Authorities feared the death toll would rise further as rescuers searched through tangles of metal and concrete for survivors in a region beset by more than a decade of Syria’s civil war and a refugee crisis. On both sides of the border, residents jolted out of sleep by the pre-dawn quake rushed outside on a cold, rainy and snowy night.
Buildings were reduced to piles of pancaked floors, and major aftershocks continued to rattle the region. Rescue workers and residents in multiple cities searched for survivors, working through tangles of metal and concrete. A hospital in Turkey collapsed, and patients, including newborns, were evacuated from facilities in Syria.
In the Turkish city of Adana, one resident said three buildings near his home were toppled. “I don’t have the strength anymore,” one survivor could be heard calling out from beneath the rubble as rescue workers tried to reach him, said the resident, journalism student Muhammet Fatih Yavus.
“Because the debris removal efforts are continuing in many buildings in the earthquake zone, we do not know how high the number of dead and injured will rise,” Turkish President Recep Tayyip Erdogan said. “Hopefully, we will leave these disastrous days behind us in unity and solidarity as a country and a nation.”

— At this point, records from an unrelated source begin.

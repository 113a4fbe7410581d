//! Bounded run slots
//!
//! A coordinator drives at most `max_concurrent_runs` units at once. Each
//! driven unit holds a [`RunSlot`]; the slot keeps the in-flight gauge in
//! step with the permits handed out, including when a unit's future is
//! dropped mid-run.

use crate::metrics::RUNS_IN_FLIGHT;
use crate::{Error, Result};
use tokio::sync::{Semaphore, SemaphorePermit};
use tokio::time::Instant;
use tracing::debug;

pub struct ConcurrencyLimiter {
    semaphore: Semaphore,
    max_concurrent: usize,
}

/// Permission to drive one unit; released on drop
#[must_use = "the slot is released as soon as it is dropped"]
pub struct RunSlot<'a> {
    _permit: SemaphorePermit<'a>,
}

impl Drop for RunSlot<'_> {
    fn drop(&mut self) {
        RUNS_IN_FLIGHT.dec();
    }
}

impl ConcurrencyLimiter {
    pub fn new(max_concurrent: usize) -> Self {
        Self {
            semaphore: Semaphore::new(max_concurrent),
            max_concurrent,
        }
    }

    /// Wait for a free slot to drive `unit`
    pub async fn acquire(&self, unit: &str) -> Result<RunSlot<'_>> {
        let queued = Instant::now();
        let permit = self
            .semaphore
            .acquire()
            .await
            .map_err(|_| Error::Internal("run slots closed".to_string()))?;

        let waited = queued.elapsed();
        if !waited.is_zero() {
            debug!(
                unit,
                waited_ms = waited.as_millis() as u64,
                max_concurrent = self.max_concurrent,
                "Waited for a run slot"
            );
        }
        RUNS_IN_FLIGHT.inc();
        Ok(RunSlot { _permit: permit })
    }

    pub fn max_concurrent(&self) -> usize {
        self.max_concurrent
    }

    pub fn available(&self) -> usize {
        self.semaphore.available_permits()
    }
}

#[cfg(test)]
mod tests {
    use super::*;
    use std::time::Duration;

    #[tokio::test]
    async fn test_slots_are_returned_on_drop() {
        let limiter = ConcurrencyLimiter::new(2);

        let first = limiter.acquire("raw[2024-01-01]").await.unwrap();
        let second = limiter.acquire("raw[2024-01-02]").await.unwrap();
        assert_eq!(limiter.available(), 0);

        drop(second);
        assert_eq!(limiter.available(), 1);
        drop(first);
        assert_eq!(limiter.available(), limiter.max_concurrent());
    }

    #[tokio::test(start_paused = true)]
    async fn test_full_limiter_waits_for_a_release() {
        let limiter = ConcurrencyLimiter::new(1);
        let held = limiter.acquire("raw[2024-01-01]").await.unwrap();

        let waiting = tokio::time::timeout(Duration::from_secs(1), limiter.acquire("raw[2024-01-02]")).await;
        assert!(waiting.is_err(), "second unit got a slot while the only one was held");

        drop(held);
        let next = tokio::time::timeout(Duration::from_secs(1), limiter.acquire("raw[2024-01-02]")).await;
        assert!(next.is_ok());
    }
}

The quake, which was centered north of the Turkish provincial capital of Gaziantep, was felt as far away as Cairo. It sent residents of Damascus rushing into the street, and jolted awake people in their beds in Beirut. It struck a region that has been shaped on both sides of the border by more than a decade of civil war in Syria.
On the Syrian side, the swath affected is divided between government-held territory and the country’s last opposition-held enclave, which is surrounded by Russianbacked government forces.
Turkey, meanwhile, is home to millions of refugees from that conflict. Strained health facilities and hospitals were quickly filled with wounded, rescue workers said. Others had to be emptied, including a maternity hospital, according to the SAMS medical organization.